WORK ORDER:
Lines to return, exactly: from the line with "for entry in walked" to the line with "let classification = classify::classify(&entry.path);" in the entries below, both included.

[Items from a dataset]
..............................
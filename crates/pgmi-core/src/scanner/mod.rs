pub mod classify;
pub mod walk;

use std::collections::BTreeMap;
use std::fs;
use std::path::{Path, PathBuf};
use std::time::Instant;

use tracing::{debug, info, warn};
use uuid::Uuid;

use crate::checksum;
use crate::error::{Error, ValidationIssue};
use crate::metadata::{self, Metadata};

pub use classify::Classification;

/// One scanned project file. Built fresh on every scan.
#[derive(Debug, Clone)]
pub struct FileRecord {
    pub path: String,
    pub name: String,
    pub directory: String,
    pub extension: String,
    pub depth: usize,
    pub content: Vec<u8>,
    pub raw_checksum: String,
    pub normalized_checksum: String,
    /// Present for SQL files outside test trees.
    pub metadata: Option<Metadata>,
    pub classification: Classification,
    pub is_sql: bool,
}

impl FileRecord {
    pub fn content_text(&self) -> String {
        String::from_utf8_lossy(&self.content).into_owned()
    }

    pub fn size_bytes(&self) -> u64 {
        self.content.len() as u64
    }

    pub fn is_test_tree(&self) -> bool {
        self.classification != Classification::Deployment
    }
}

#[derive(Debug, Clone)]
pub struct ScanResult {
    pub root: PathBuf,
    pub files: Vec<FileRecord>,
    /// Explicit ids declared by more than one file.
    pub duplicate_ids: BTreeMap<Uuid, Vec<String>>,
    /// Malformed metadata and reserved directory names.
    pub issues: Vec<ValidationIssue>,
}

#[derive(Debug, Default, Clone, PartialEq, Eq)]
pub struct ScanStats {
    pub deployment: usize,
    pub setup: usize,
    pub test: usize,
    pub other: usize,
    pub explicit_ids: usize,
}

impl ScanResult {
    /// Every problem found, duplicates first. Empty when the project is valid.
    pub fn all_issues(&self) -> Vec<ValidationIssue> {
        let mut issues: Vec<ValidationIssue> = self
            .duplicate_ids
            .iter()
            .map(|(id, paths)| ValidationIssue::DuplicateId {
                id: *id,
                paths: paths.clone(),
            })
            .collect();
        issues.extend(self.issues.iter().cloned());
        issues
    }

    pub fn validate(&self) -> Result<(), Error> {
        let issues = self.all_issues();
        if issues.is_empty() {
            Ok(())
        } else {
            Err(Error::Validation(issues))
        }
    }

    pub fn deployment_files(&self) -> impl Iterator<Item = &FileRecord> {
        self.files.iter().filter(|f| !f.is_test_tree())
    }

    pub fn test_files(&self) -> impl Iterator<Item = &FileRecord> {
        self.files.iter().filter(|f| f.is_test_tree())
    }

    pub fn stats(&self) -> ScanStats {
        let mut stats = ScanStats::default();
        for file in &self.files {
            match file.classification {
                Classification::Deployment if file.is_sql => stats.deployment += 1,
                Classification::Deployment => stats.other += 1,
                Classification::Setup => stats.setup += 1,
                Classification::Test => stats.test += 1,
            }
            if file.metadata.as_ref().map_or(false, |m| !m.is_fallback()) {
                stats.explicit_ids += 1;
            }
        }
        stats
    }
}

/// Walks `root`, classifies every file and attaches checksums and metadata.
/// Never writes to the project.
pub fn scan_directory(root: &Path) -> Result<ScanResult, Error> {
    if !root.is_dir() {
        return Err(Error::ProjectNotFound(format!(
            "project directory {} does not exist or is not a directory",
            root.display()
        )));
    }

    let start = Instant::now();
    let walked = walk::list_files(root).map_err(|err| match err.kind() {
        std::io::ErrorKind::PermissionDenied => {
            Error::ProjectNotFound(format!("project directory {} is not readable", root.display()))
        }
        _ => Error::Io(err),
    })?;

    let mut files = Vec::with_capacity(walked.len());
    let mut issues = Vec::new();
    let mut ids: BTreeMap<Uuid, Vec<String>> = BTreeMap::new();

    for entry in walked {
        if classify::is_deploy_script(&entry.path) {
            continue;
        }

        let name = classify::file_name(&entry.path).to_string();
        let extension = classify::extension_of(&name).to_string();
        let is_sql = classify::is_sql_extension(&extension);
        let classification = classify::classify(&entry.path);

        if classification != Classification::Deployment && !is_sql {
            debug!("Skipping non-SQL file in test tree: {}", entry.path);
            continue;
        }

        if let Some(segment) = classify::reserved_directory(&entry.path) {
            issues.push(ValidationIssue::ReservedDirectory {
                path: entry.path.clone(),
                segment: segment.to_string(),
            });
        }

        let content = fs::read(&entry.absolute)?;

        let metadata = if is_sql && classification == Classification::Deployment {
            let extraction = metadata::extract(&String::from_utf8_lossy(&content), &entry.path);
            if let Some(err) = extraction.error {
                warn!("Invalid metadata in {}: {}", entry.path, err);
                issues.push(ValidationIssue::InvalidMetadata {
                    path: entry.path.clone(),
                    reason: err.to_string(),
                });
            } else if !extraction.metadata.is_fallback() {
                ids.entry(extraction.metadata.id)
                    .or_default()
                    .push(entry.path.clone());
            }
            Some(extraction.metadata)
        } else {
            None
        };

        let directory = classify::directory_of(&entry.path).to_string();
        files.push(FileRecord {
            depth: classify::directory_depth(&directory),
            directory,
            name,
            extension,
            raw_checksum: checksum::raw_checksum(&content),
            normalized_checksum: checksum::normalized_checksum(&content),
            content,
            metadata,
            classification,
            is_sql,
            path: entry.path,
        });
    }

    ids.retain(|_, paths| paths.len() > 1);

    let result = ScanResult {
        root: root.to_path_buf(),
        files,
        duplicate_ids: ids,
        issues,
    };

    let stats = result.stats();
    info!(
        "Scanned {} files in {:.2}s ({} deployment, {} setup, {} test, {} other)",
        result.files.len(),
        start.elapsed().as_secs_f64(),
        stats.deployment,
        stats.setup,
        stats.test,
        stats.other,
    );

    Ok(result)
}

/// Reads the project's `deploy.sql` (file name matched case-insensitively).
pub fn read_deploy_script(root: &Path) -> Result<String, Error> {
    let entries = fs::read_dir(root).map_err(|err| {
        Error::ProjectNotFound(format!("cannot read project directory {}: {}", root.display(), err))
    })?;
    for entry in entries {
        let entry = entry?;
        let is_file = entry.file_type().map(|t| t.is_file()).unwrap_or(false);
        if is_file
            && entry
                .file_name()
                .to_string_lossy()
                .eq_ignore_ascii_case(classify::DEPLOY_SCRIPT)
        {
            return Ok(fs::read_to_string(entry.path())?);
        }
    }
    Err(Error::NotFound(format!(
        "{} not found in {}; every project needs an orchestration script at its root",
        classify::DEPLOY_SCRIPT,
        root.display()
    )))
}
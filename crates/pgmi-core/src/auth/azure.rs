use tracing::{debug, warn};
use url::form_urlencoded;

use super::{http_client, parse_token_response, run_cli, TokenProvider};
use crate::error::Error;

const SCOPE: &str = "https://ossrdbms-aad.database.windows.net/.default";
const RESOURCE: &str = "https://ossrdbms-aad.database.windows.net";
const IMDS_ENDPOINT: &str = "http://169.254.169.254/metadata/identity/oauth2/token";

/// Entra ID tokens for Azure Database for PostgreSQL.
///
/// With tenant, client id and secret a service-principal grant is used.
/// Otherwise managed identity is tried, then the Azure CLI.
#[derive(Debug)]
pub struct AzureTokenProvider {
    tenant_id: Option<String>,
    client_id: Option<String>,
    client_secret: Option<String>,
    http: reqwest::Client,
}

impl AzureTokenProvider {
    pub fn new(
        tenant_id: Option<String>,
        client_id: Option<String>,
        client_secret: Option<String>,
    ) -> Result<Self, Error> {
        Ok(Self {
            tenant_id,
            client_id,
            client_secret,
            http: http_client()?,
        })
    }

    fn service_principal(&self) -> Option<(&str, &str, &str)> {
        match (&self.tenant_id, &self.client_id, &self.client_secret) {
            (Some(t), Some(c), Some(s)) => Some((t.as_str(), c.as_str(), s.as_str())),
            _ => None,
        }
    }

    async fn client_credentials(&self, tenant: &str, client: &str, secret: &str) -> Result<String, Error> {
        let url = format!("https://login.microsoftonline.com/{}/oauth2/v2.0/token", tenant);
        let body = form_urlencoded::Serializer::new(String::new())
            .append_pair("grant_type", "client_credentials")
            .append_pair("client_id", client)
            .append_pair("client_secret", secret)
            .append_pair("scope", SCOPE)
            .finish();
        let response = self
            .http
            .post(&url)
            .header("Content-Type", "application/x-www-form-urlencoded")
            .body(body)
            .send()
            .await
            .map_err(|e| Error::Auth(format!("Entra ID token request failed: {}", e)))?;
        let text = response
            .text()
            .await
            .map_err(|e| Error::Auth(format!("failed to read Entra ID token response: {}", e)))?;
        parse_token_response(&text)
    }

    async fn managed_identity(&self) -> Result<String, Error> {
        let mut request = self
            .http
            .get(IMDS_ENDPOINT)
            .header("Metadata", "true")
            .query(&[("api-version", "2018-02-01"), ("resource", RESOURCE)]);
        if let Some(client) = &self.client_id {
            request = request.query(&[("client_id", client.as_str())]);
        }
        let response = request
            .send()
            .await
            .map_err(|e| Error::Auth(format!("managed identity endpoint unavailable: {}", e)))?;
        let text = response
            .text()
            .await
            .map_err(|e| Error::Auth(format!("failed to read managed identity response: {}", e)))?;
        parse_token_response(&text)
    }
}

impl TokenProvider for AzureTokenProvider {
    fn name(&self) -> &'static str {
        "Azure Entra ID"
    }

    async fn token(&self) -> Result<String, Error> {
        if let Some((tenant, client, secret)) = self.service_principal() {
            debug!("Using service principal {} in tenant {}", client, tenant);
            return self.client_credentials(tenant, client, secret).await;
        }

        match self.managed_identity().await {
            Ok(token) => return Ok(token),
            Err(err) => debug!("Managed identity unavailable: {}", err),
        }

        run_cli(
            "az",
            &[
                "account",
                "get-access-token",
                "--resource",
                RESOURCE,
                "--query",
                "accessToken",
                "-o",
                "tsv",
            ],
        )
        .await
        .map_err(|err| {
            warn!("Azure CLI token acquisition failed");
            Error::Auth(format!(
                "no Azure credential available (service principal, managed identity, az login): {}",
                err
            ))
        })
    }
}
..............................
EXERCISE RESPONSE:
    for entry in walked {
        if classify::is_deploy_script(&entry.path) {
            continue;
        }

        let name = classify::file_name(&entry.path).to_string();
        let extension = classify::extension_of(&name).to_string();
        let is_sql = classify::is_sql_extension(&extension);
        let classification = classify::classify(&entry.path);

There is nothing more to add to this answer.